Instructions for the task - Those lines of the records that contain "login" are to be located and copied.

Provided information START

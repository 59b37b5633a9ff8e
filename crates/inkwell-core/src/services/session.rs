use std::sync::Arc;
use std::time::Duration;

use chrono::Utc;

use crate::domain::{User, mask_email};
use crate::error::DomainError;
use crate::ports::{Cache, TokenService, UserRepository};

use super::CredentialStore;

/// Session lifetimes.
#[derive(Debug, Clone)]
pub struct SessionConfig {
    /// Lifetime of an ordinary login.
    pub ttl: Duration,
    /// Lifetime when the user asked to be remembered.
    pub remember_ttl: Duration,
}

impl Default for SessionConfig {
    fn default() -> Self {
        Self {
            ttl: Duration::from_secs(24 * 3600),
            remember_ttl: Duration::from_secs(30 * 24 * 3600),
        }
    }
}

/// An established session.
#[derive(Debug, Clone)]
pub struct Session {
    pub token: String,
    pub user: User,
    pub expires_in: i64,
}

/// Resolves the current principal of a request and tracks authentication state.
///
/// A session is a signed token plus a registry entry keyed by the token's session id.
/// Logging out removes the entry, which invalidates the token even before it expires.
pub struct SessionManager {
    credentials: Arc<CredentialStore>,
    users: Arc<dyn UserRepository>,
    tokens: Arc<dyn TokenService>,
    sessions: Arc<dyn Cache>,
    config: SessionConfig,
}

fn session_key(session_id: &str) -> String {
    format!("session:{session_id}")
}

impl SessionManager {
    pub fn new(
        credentials: Arc<CredentialStore>,
        users: Arc<dyn UserRepository>,
        tokens: Arc<dyn TokenService>,
        sessions: Arc<dyn Cache>,
        config: SessionConfig,
    ) -> Self {
        Self {
            credentials,
            users,
            tokens,
            sessions,
            config,
        }
    }

    /// Verify credentials and open a session bound to the user.
    pub async fn login(
        &self,
        email: &str,
        password: &str,
        remember: bool,
    ) -> Result<Session, DomainError> {
        let user = self.credentials.verify(email, password).await?;

        let ttl = if remember {
            self.config.remember_ttl
        } else {
            self.config.ttl
        };
        let issued = self
            .tokens
            .issue_token(user.id, &user.email, ttl.as_secs() as i64)?;

        self.sessions
            .set(
                &session_key(&issued.session_id),
                &user.id.to_string(),
                Some(ttl),
            )
            .await
            .map_err(|e| DomainError::Internal(e.to_string()))?;

        tracing::info!(
            user_id = user.id,
            user_email = %mask_email(&user.email),
            remember,
            "User logged in"
        );

        Ok(Session {
            token: issued.token,
            user,
            expires_in: issued.expires_in,
        })
    }

    /// Destroy the session behind `token`. Never fails; unusable tokens are ignored.
    pub async fn logout(&self, token: &str) {
        let claims = match self.tokens.validate_token(token) {
            Ok(claims) => claims,
            Err(e) => {
                tracing::debug!(error = %e, "Logout with unusable token");
                return;
            }
        };

        match self.sessions.delete(&session_key(&claims.session_id)).await {
            Ok(()) => tracing::info!(user_id = claims.user_id, "User logged out"),
            Err(e) => tracing::warn!(error = %e, "Failed to remove session entry"),
        }
    }

    /// Resolve a token to its user, or `None` when it does not authenticate anyone.
    ///
    /// Refreshes `last_seen` on the way; failing to persist it only logs a warning.
    pub async fn resolve(&self, token: &str) -> Result<Option<User>, DomainError> {
        let claims = match self.tokens.validate_token(token) {
            Ok(claims) => claims,
            Err(e) => {
                tracing::debug!(error = %e, "Rejected session token");
                return Ok(None);
            }
        };

        let bound_user = self.sessions.get(&session_key(&claims.session_id)).await;
        if bound_user.as_deref() != Some(claims.user_id.to_string().as_str()) {
            tracing::debug!(user_id = claims.user_id, "Session no longer registered");
            return Ok(None);
        }

        let Some(mut user) = self.users.find_by_id(claims.user_id).await? else {
            return Ok(None);
        };

        let now = Utc::now();
        match self.users.touch_last_seen(user.id, now).await {
            Ok(()) => user.last_seen = now,
            Err(e) => tracing::warn!(user_id = user.id, error = %e, "Failed to record last_seen"),
        }

        Ok(Some(user))
    }
}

Provided information END

Output for this task -
    /// Lifetime of an ordinary login.
    pub async fn login(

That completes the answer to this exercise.